Presented here is an automatic motion sensor switch built around a cheap ‘Doppler Microwave Radar Sensor’ that can be easily used as standalone detection sensor. The circuit, designed as an alternative to the common PIR motion detectors, is perfect for DIY microwave motion sensor light switch, human sensor alarms, smart security devices, etc. The given circuit offers a detection sensitivity of about 7 meters, and when triggered its switch remains in the active state for around 3 seconds before returning to the idle state. At the heart of this affordable idea is the RCWL-0516 microwave radar motion sensor module.
The schematic shown next is infact a perfect blend of an AC230V power supply unit and a DC12V electromagnetic relay driver realized with the help of some generally available inexpensive components, in addition to the aforesaid microwave radar module. The whole circuit can be assembled on a small piece of veroboard/customized printed circuit board to enclose in any convenient plastic container. Keep in mind that the circuit always carries fatal high-voltages, so extreme care must be taken to ensure that unisolated section of the electronics should be kept insulated from the outside world!
It is good, especially corridor lighting, to have a light sensor (CDS Sensor/LDR) attached with the motion-sensing sensor, since it ensures that even if some movement is detected, the switch will only be activated when there is little light or zero light. Here, you can solder a 5mm LDR on the 2-pin solder pad tagged as CDS.
If you are adding the light sensor, note that by adding a resistor (in parallel with the internal 1M ohm resistor, marked as R-CDS) it’s possible to change the light detection threshold as per individual requirement. A 47K-100K resistor in parallel with that 1M resistor will work fine with standard 5mm LDRs.
As you might noticed, the 12V electromagnetic relay (RL1) in the circuit is driven by an S8050 transistor (T1). If desired, you can also use other relays with a different supply voltage rating (5V for instance). However, in that case, the power supply configuration (now 12V) will have to be changed, of course with some other modifications.

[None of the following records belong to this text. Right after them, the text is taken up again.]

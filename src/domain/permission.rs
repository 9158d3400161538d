//! Permission tags carried by every user.

use std::fmt;
use std::str::FromStr;

use crate::shared::DomainError;

#[derive(Debug, Clone, Copy, PartialEq, Eq, Hash, PartialOrd, Ord)]
pub enum Permission {
    Admin,
    User,
    ItemCreate,
    ItemUpdate,
    ItemDelete,
    PermissionUpdate,
}

impl Permission {
    pub const ALL: [Permission; 6] = [
        Permission::Admin,
        Permission::User,
        Permission::ItemCreate,
        Permission::ItemUpdate,
        Permission::ItemDelete,
        Permission::PermissionUpdate,
    ];

    pub const fn as_str(&self) -> &'static str {
        match self {
            Self::Admin => "ADMIN",
            Self::User => "USER",
            Self::ItemCreate => "ITEMCREATE",
            Self::ItemUpdate => "ITEMUPDATE",
            Self::ItemDelete => "ITEMDELETE",
            Self::PermissionUpdate => "PERMISSIONUPDATE",
        }
    }

    /// Sort and de-duplicate a permission list.
    pub fn normalize(mut permissions: Vec<Permission>) -> Vec<Permission> {
        permissions.sort();
        permissions.dedup();
        permissions
    }
}

impl fmt::Display for Permission {
    fn fmt(&self, f: &mut fmt::Formatter<'_>) -> fmt::Result {
        f.write_str(self.as_str())
    }
}

impl FromStr for Permission {
    type Err = DomainError;

    fn from_str(s: &str) -> Result<Self, Self::Err> {
        Self::ALL
            .into_iter()
            .find(|p| p.as_str().eq_ignore_ascii_case(s))
            .ok_or_else(|| DomainError::Validation(format!("Unknown permission: {s}")))
    }
}

#[cfg(test)]
mod tests {
    use super::*;

    #[test]
    fn parses_every_tag_case_insensitively() {
        for p in Permission::ALL {
            assert_eq!(p.as_str().parse::<Permission>().unwrap(), p);
            assert_eq!(p.as_str().to_lowercase().parse::<Permission>().unwrap(), p);
        }
        assert!("SUPERUSER".parse::<Permission>().is_err());
    }

    #[test]
    fn normalize_removes_duplicates() {
        let perms = Permission::normalize(vec![
            Permission::ItemDelete,
            Permission::User,
            Permission::ItemDelete,
        ]);
        assert_eq!(perms, vec![Permission::User, Permission::ItemDelete]);
    }
}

Please provide circuit with 5vdc
@Ajay Puro: Noted, Thanks!
This is a dangerous power supply. When C1 is faulty the zener diode will be lit. There isn’t even a fuse in line.
It’s better to use a buck converter or anything with an transformer and a 78L12. Everything is safer than the provided scheme.
@Maatie: Most Chinese electronics designs now are based on capacitive topologies because they are more compact and economical. Further, my prototype is working safely since last 90 days. In the circuit, you can find an inrush current limiter (R1), and a 1uF/400V “CBB22” type capacitor (specifically designed for AC applications and meet the safety requirements of various safety standards) as the key component.
See, the Polypropylene film has superior electrical characteristics.
the Polypropylene film features very low dielectric losses, a high insulation
resistance, a low dielectric absorption, and a very high dielectric strength. Further, the capacitor has a flame retardant red epoxy resin seal. Further, in my experience, the most common (usually but not always) failure mode of a zener diode is short circuit. In short, nothing to fear more about safety issues!
Obviously you’re free to try any better 12V power supply unit in lieu, like the compact 12V smps module from HLK (https://www.rhydolabz.com/miscellaneous-miscellaneous-c-205_82/12v-5w-smps-module-hilink-p-2291.html), Anyway, I still not prefer a beefy step-down transformer in this circuit.
Can someone tell me that is it possible that switching of relay may trigger sensor as false detection because i am facing this issue when i am keeping sensor too close to relay
I was hoping to find a circuit to find timber studs in a wall cladded with plaster board, using a radar module. I have had many stud finders over the years and they never work accurately. I always have to drill a hole to make sure. I have even bought a Flir sensor phone, but it was not good enough. What do you recommend?
@Lance Christiansen: As you’re aware, detecting wood with electronics is a bit complex task. Materials like wood are very poor electrical conductors. A commercial wood stud finder works by sensing density changes inside walls.
What I learned so far is that a thermal camera/imager can’t see through walls! However, if we point a thermal camera at a wall, it will detect heat from the wall, and if something inside the wall causes enough of a temperature difference, the imager will be able to sense it on the surface of the wall. This doesn’t make much sense here.
You can of course try the impulse radar idea (transmitting raw signals to classify different wall types as well as the material behind the walls) if you’re ready to rig up one device yourself. But what I am thinking of is the new design of an electronic timber stud detector able to “see through walls”, it might take sometime to complete, though.
I apologize for my limited knowledge on this subject. Thanks!